Published Web Location

https://www.ncbi.nlm.nih.gov/pmc/articles/PMC4570164/
No data is associated with this publication.
Abstract

Context and objective

Insulin resistance and chronic inflammation are key elements in the pathogenesis of type 2 diabetes. We hypothesized that similar mechanisms could have a role in the development of diabetic retinopathy (DR), an important microvascular complication in Latinos with type 2 diabetes.

Design and setting

A cross-sectional, family-based, observational cohort study.

Patients

Latino subjects with type 2 diabetes (n = 507), ascertained in families via a proband with known diabetes duration of 10 years or more and/or with DR, were included.

Main outcome measures

Serum adiponectin was measured and insulin sensitivity was estimated using homeostasis model assessment of insulin resistance (HOMA-IR). DR was assessed by seven-field digital fundus photography and graded using the modified Airlie House classification and the Early Treatment Diabetic Retinopathy Scale (range of severity levels, 10-85).

Results

Fasting adiponectin concentrations were elevated in patients with DR compared to those without (12.9 ± 0.5 vs 10.5 ± 0.5 μg/mL; P = .0004) and remained significant after adjusting for multiple covariates (age, gender, body mass index, glycosylated hemoglobin, diabetes duration, statin use, blood pressure, and renal function; P = .013 to .018).
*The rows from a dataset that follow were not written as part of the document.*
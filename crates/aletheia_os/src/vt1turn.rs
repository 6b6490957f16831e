#![forbid(unsafe_code)]

use sha2::{Digest, Sha256};

use aletheia_engines::vt1risk::Vt1RiskInput;
use aletheia_kernel_contracts::vt1baseline::UserVoiceBaseline;
use aletheia_kernel_contracts::vt1content::{ContentClassification, Transcript};
use aletheia_kernel_contracts::vt1cultural::CulturalSeverity;
use aletheia_kernel_contracts::vt1dissonance::DissonanceResult;
use aletheia_kernel_contracts::vt1micro::MicroMomentMap;
use aletheia_kernel_contracts::vt1risk::{RiskAssessment, RiskLevel};
use aletheia_kernel_contracts::vt1turn::{Vt1TurnOk, Vt1TurnRefuse, Vt1TurnRequest};
use aletheia_kernel_contracts::vt1voice::{AcousticFeatureVector, VoiceEmotionSignal};
use aletheia_kernel_contracts::{ContractViolation, Validate};

use crate::trajectory::{TrajectoryConfig, TrajectoryStore};

pub mod reason_codes {
    use aletheia_kernel_contracts::ReasonCodeId;

    // VT1.TURN reason-code namespace.
    pub const VT1_TURN_OK_ASSESSED: ReasonCodeId = ReasonCodeId(0x5654_0001);

    pub const VT1_TURN_SCHEMA_INVALID: ReasonCodeId = ReasonCodeId(0x5654_00F1);
    pub const VT1_TURN_VOICE_SIGNAL_MISSING: ReasonCodeId = ReasonCodeId(0x5654_00F2);
    pub const VT1_TURN_INTERNAL_PIPELINE_ERROR: ReasonCodeId = ReasonCodeId(0x5654_00F3);
}

#[derive(Debug, Clone, Copy, PartialEq, Eq)]
pub struct Vt1TurnWiringConfig {
    pub turn_enabled: bool,
}

impl Vt1TurnWiringConfig {
    pub fn mvp_v1(turn_enabled: bool) -> Self {
        Self { turn_enabled }
    }
}

pub trait Vt1ContentEngine {
    fn classify(&self, transcript: &Transcript) -> ContentClassification;
}

pub trait Vt1MicroEngine {
    fn analyze(&self, features: &AcousticFeatureVector) -> MicroMomentMap;
}

pub trait Vt1BaselineEngine {
    fn deviate(
        &self,
        features: &AcousticFeatureVector,
        baseline: Option<&UserVoiceBaseline>,
    ) -> f64;
}

pub trait Vt1DissonanceEngine {
    fn detect(
        &self,
        stated: &ContentClassification,
        voice: &VoiceEmotionSignal,
        micro_moments: &MicroMomentMap,
        baseline_deviation: f64,
    ) -> Result<DissonanceResult, ContractViolation>;
}

pub trait Vt1RiskEngine {
    fn assess(&self, input: &Vt1RiskInput<'_>) -> Result<RiskAssessment, ContractViolation>;
}

impl Vt1ContentEngine for aletheia_engines::vt1content::Vt1ContentRuntime {
    fn classify(&self, transcript: &Transcript) -> ContentClassification {
        Self::classify(self, transcript)
    }
}

impl Vt1MicroEngine for aletheia_engines::vt1micro::Vt1MicroRuntime {
    fn analyze(&self, features: &AcousticFeatureVector) -> MicroMomentMap {
        Self::analyze(self, features)
    }
}

impl Vt1BaselineEngine for aletheia_engines::vt1baseline::Vt1BaselineRuntime {
    fn deviate(
        &self,
        features: &AcousticFeatureVector,
        baseline: Option<&UserVoiceBaseline>,
    ) -> f64 {
        Self::deviate(self, features, baseline)
    }
}

impl Vt1DissonanceEngine for aletheia_engines::vt1dissonance::Vt1DissonanceRuntime {
    fn detect(
        &self,
        stated: &ContentClassification,
        voice: &VoiceEmotionSignal,
        micro_moments: &MicroMomentMap,
        baseline_deviation: f64,
    ) -> Result<DissonanceResult, ContractViolation> {
        Self::detect(self, stated, voice, micro_moments, baseline_deviation)
    }
}

impl Vt1RiskEngine for aletheia_engines::vt1risk::Vt1RiskRuntime {
    fn assess(&self, input: &Vt1RiskInput<'_>) -> Result<RiskAssessment, ContractViolation> {
        Self::assess(self, input)
    }
}

#[derive(Debug, Clone, PartialEq)]
pub enum Vt1TurnOutcome {
    NotInvokedDisabled,
    Refused(Vt1TurnRefuse),
    Assessed(Vt1TurnOk),
}

/// Leaf-first per-turn evaluation: content, micro-moments, and baseline
/// deviation feed the dissonance engine, whose verdict feeds the risk
/// engine; the session trajectory is recorded last. Data flows strictly
/// forward and no engine mutates another's inputs.
#[derive(Debug, Clone)]
pub struct Vt1TurnPipeline<C, M, B, D, R>
where
    C: Vt1ContentEngine,
    M: Vt1MicroEngine,
    B: Vt1BaselineEngine,
    D: Vt1DissonanceEngine,
    R: Vt1RiskEngine,
{
    config: Vt1TurnWiringConfig,
    content: C,
    micro: M,
    baseline: B,
    dissonance: D,
    risk: R,
    trajectories: TrajectoryStore,
}

impl<C, M, B, D, R> Vt1TurnPipeline<C, M, B, D, R>
where
    C: Vt1ContentEngine,
    M: Vt1MicroEngine,
    B: Vt1BaselineEngine,
    D: Vt1DissonanceEngine,
    R: Vt1RiskEngine,
{
    pub fn new(
        config: Vt1TurnWiringConfig,
        content: C,
        micro: M,
        baseline: B,
        dissonance: D,
        risk: R,
    ) -> Self {
        Self {
            config,
            content,
            micro,
            baseline,
            dissonance,
            risk,
            trajectories: TrajectoryStore::new(TrajectoryConfig::mvp_v1()),
        }
    }

    pub fn trajectories(&self) -> &TrajectoryStore {
        &self.trajectories
    }

    pub fn end_session(&mut self, session_id: &aletheia_kernel_contracts::SessionId) {
        self.trajectories.discard_session(session_id);
    }

    pub fn run_turn(
        &mut self,
        req: &Vt1TurnRequest,
    ) -> Result<Vt1TurnOutcome, ContractViolation> {
        // Non-finite collaborator statistics degrade to "missing" before
        // validation; a single bad feature must not block the assessment.
        let req = req.sanitized();
        req.validate()?;

        if !self.config.turn_enabled {
            return Ok(Vt1TurnOutcome::NotInvokedDisabled);
        }

        let stated = self.content.classify(&req.transcript);
        let micro_moments = self.micro.analyze(&req.voice_emotion.features);
        let baseline_deviation = self
            .baseline
            .deviate(&req.voice_emotion.features, req.baseline.as_ref());

        let dissonance =
            self.dissonance
                .detect(&stated, &req.voice_emotion, &micro_moments, baseline_deviation)?;

        let risk_input = Vt1RiskInput {
            truth_signal: dissonance.truth_signal,
            dissonance_score: dissonance.dissonance_score,
            micro_moments: &micro_moments,
            baseline_deviation,
            baseline_established: req.baseline.map(|b| b.established).unwrap_or(false),
            cultural_matches: &req.cultural_matches,
            transcript_text: &req.transcript.text,
            crisis_keyword_hits: &req.crisis_keyword_hits,
        };
        let risk = self.risk.assess(&risk_input)?;

        // Fail closed on engine drift: a hard-override input that did not
        // surface as a critical verdict must never be forwarded.
        let must_be_critical = !req.crisis_keyword_hits.is_empty()
            || req
                .cultural_matches
                .iter()
                .any(|m| m.severity == CulturalSeverity::Critical);
        if must_be_critical && risk.risk_level != RiskLevel::Critical {
            return Ok(Vt1TurnOutcome::Refused(Vt1TurnRefuse::v1(
                reason_codes::VT1_TURN_INTERNAL_PIPELINE_ERROR,
                "critical-override drift detected in risk output".to_string(),
            )?));
        }

        self.trajectories
            .update_trajectory(&req.session_id, risk.risk_level);
        let trajectory = self.trajectories.classify(&req.session_id);

        let assessment_ref = assessment_ref(&req, risk.risk_level);
        let ok = Vt1TurnOk::v1(
            reason_codes::VT1_TURN_OK_ASSESSED,
            dissonance,
            risk,
            trajectory,
            assessment_ref,
        )?;
        ok.validate()?;
        Ok(Vt1TurnOutcome::Assessed(ok))
    }
}

fn assessment_ref(req: &Vt1TurnRequest, level: RiskLevel) -> String {
    let mut hasher = Sha256::new();
    hasher.update(req.session_id.as_str().as_bytes());
    hasher.update(req.turn_id.0.to_be_bytes());
    hasher.update(req.correlation_id.0.to_be_bytes());
    hasher.update(level.as_str().as_bytes());
    let digest = hasher.finalize();
    let mut out = String::from("vt1_asmt_");
    for byte in digest.iter().take(8) {
        out.push_str(&format!("{byte:02x}"));
    }
    out
}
Adiponectin was also positively correlated with severity of DR in patients with nonproliferative DR (P < .0003), significant also after all covariate adjustments (P = .018). When the proliferative DR group was included, this relationship was attenuated by adjustments, possibly an influence of estimated glomerular filtration rate reduction in the proliferative DR group. HOMA-IR was not different in the DR and non-DR groups. Although elevated, adiponectin retained a typical inverse relationship with HOMA-IR in DR, similar to that seen in the non-DR group.

Conclusions

Serum adiponectin is elevated in DR, is positively correlated with DR severity in Latinos with type 2 diabetes, and maintains a relationship to insulin sensitivity. Adiponectin, whether as a marker or biological mediator, may play an important role in DR, which appears to be independent of its relationship to insulin sensitivity.